The record similarly fails to establish Mullenix committed an assault by going to Henderson's home and threatening her in person. Henderson presented only a vague reference to an in-person event during her direct testimony, but that reference did not involve details that would support a finding of an assault. On cross-examination, she tried to argue that vague references to her residence in her petition constituted a claim of an in-person threat. Even then, no specifics were given that would support a finding of any in-person threat. After a review of the entire record, we cannot find sufficient evidence of an assault that would permit us to conclude the assault element of the cause of action was established.
Based on the record made at the district court, Mullenix's behavior was deplorable on repeated occasions, but it did not constitute an assault. Therefore, we reverse the district court's decision to enter a final protective order and remand for cancellation of the protective order and dismissal of the petition for relief from domestic abuse.
REVERSED AND REMANDED.
1. Mullenix also challenges the temporary protective order issued before the final protective order. Because the district court entered a final order, we will not address Mullenix's challenge to the temporary order on appeal. See Foods, Inc. v. Leffler, 240 N.W.2d 914, 919 (Iowa 1976) (“When a final decree is entered, a temporary injunction is merged or dissolved into it and thereafter the propriety of the order directing the issuance of a temporary injunction or affording temporary relief is generally regarded as academic, or moot.”).

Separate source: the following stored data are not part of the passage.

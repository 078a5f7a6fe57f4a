//! Critical-path scheduling over persistent project snapshots.
//!
//! Provides immutable project data with structural sharing, a typed
//! field system, precedence links with cycle prevention, calendar-aware
//! critical-path scheduling, and snapshot diffing. Editing never
//! mutates; every operation derives a new snapshot and reschedules it,
//! so histories, undo stacks, and concurrent readers all hold plain
//! values.
//!
//! # Modules
//!
//! - **`models`**: Domain types — `ProjectData`, `TaskData`,
//!   `ResourceData`, `AssignmentData`, `Calendar`, `TaskLink`,
//!   `WorkContour`, the field registries
//! - **`scheduler`**: Critical-path pass and the field-write strategies
//! - **`changes`**: Snapshot-to-snapshot diffs
//! - **`project`**: The facade — [`Project`], entity handles, and the
//!   [`CurrentProject`] observer seam
//! - **`error`**: The [`SchedError`] type shared by every fallible path
//!
//! # Architecture
//!
//! `models` holds values only; the scheduler reads one snapshot and
//! writes the next; the facade strings snapshots together and decides
//! which one is current. Nothing below the facade holds mutable state,
//! so a snapshot taken at any point stays valid forever.
//!
//! # Examples
//!
//! ```
//! use cpm_core::models::Duration;
//! use cpm_core::Project;
//!
//! # fn main() -> cpm_core::Result<()> {
//! let project = Project::empty();
//! let design = project
//!     .add_task()?
//!     .set_name("Design")?
//!     .set_duration(Duration::days(10))?;
//! let build = design.project().add_task()?.set_duration(Duration::days(5))?;
//! let project = build.project().link_tasks(design.id(), build.id())?;
//!
//! let design = project.task(design.id()).unwrap();
//! let build = project.task(build.id()).unwrap();
//! assert!(build.start() >= design.finish());
//! assert!(design.is_critical() && build.is_critical());
//! # Ok(())
//! # }
//! ```
//!
//! # References
//!
//! - Kelley & Walker (1959), "Critical-path planning and scheduling"
//! - Pinedo (2016), "Scheduling: Theory, Algorithms, and Systems"

pub mod changes;
pub mod error;
pub mod models;
pub mod project;
pub mod scheduler;

pub use changes::{ChangeSet, EntityChanges, FieldChange, ProjectChanges};
pub use error::{Result, SchedError};
pub use project::{Assignment, CurrentProject, Project, ProjectChanged, Resource, Task};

2. Mullenix also argues Henderson failed to prove they were once in an “intimate relationship” as required under Iowa Code section 236.2(2)(e)(1). On our review of the record, we agree with the district court that Mullenix and Henderson were once in an intimate relationship, as defined in Iowa Code section 236.2(5) and described in Iowa Code section 236.2(2)(e)(1)(a)-(d), and had contact within the year leading up to the alleged assault. Therefore, we find Henderson satisfied the relationship element of the cause of action set forth in Iowa Code section 236.2(2)(e).